A black American woman walking with mask and gloves on

In a recent post, I wrote about Winston Churchill’s three leadership (and life) lessons:

  • Don’t sugar coat
  • Apply cautious optimism
  • Engage with purpose and meaning

Those lessons are really sticking with me lately. I suspect it’s because Churchill’s lessons emerged at a time of tremendous urgency, challenge, and transformation, much like today, and the last many days. They came at a time when things looked particularly bleak during the early days of World War II. Right now, we find ourselves in turbulent and challenging times. The world is at war with a novel virus, and the United States is roiling in the face of racism. We are in uncharted territory where, just like Churchill’s era, there is great pain and suffering, but also great possibility, being held and driven by purpose and meaning. A question I’m asking myself a lot lately is: “Can I, and can we, meet the moment? Can we turn towards the pain, envision and work for what’s possible, and be guided by the underlying depth of purpose and meaning?”

Sugar coating pain is easy, but it ends up hurting us more

Is pain due to events or systems? Is it personal or cultural? A practice of not sugar coating is to answer yes, and yes. Right now we have access to horrific events and it can feel very personal. It’s hard not to turn away. The first time I witnessed George Floyd’s killing, I kept flinching and squirming. I couldn’t believe the amount of time, the dismissive attitudes, and the lack of intervention. Event, event, event; so many events. Not sugar coating, not turning away is really hard.
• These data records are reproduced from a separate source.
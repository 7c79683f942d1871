//! Domain event entity recorded for audit and display.

use chrono::{DateTime, Utc};
use serde::Serialize;
use serde_json::Value;
use std::fmt;

/// Kind of state change an event describes.
#[derive(Debug, Clone, Copy, PartialEq, Eq, Hash, Serialize)]
#[serde(rename_all = "SCREAMING_SNAKE_CASE")]
pub enum EventKind {
    Create,
    Access,
}

impl EventKind {
    pub fn as_str(&self) -> &'static str {
        match self {
            EventKind::Create => "CREATE",
            EventKind::Access => "ACCESS",
        }
    }
}

impl fmt::Display for EventKind {
    fn fmt(&self, f: &mut fmt::Formatter<'_>) -> fmt::Result {
        f.write_str(self.as_str())
    }
}

/// An immutable record of a registry state change.
#[derive(Debug, Clone, PartialEq, Serialize)]
pub struct DomainEvent {
    pub kind: EventKind,
    pub message: String,
    pub metadata: Value,
    pub timestamp: DateTime<Utc>,
}

impl DomainEvent {
    pub fn new(
        kind: EventKind,
        message: impl Into<String>,
        metadata: Value,
        timestamp: DateTime<Utc>,
    ) -> Self {
        Self {
            kind,
            message: message.into(),
            metadata,
            timestamp,
        }
    }
}

impl fmt::Display for DomainEvent {
    fn fmt(&self, f: &mut fmt::Formatter<'_>) -> fmt::Result {
        write!(
            f,
            "[{}] {} - {} {}",
            self.timestamp.to_rfc3339(),
            self.kind,
            self.message,
            self.metadata
        )
    }
}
Experiencing heinous events and taking them personally feels important but isn’t enough. We also need to allow ourselves to see the systems, the cultures, attitudes, assumptions, and social contracts. This is really hard. It takes lots of listening, reading, and shedding our most embedded and perhaps even dearly held beliefs. Lots of listening, questioning, doubting, and speaking out – with a fierce kindness and compassion for ourselves, and others.

Of course, I’m writing as a white man, and can’t possibly know the perspective of a person of color. What I do know for me is when it comes to race, equality, and inclusion, if I’m not feeling uncomfortable, I’m not doing the work.

Apply cautious optimism while welcoming possibility

I keep returning to my favorite quote by writer Wendell Berry: “Be joyful, though you’ve considered all the facts.” Perhaps right now, when joy feels so difficult to drum up, we can try to be optimistic, while considering all the facts.

This is one of the primal paradoxes of our lives – feeling the pain, the harsh realities, without being consumed by them, so we stay open to what’s possible.  Acknowledging what is, while allowing ourselves to experience the pain of any given situation, can be a potent doorway to understanding and deep insight, thereby creating new possibilities for connection, and for solutions on both personal and systemic levels.

Engage this time with meaning and purpose

I also continue to reflect on a statement from Zen Mind Beginner’s Mind by Shunryu Suzuki where he says “Our life can be seen as a crossing of a river. The goal of our life’s effort is to reach the other shore, Nirvana. The true wisdom of life, is that in each step of the way, the other shore is actually reached.” Nirvana is a way of being where we are not caught by desire and suffering, where we are not caught or limited by our usual ideas of birth and death.

The first part of the statement, about the purpose of our lives being to cross the river, is much like Churchill’s first directive of no sugar coating. It’s the practice of seeing what is, of acknowledging our pain, confusion, and tight spots. It’s the practice of seeing where we and our systems need to change. The second part about “the true wisdom of life” is much like the practice of meditation. It’s the practice of cultivating the body (our bodies) of radical acceptance of ourselves and the world, just as they are. Paradoxically, this radical acceptance allows us to open our hearts and minds to the possibility of profound personal and systemic change. Real change is at the heart of what it means to be human. With each change we learn and we re-create ourselves, and by extension, our world.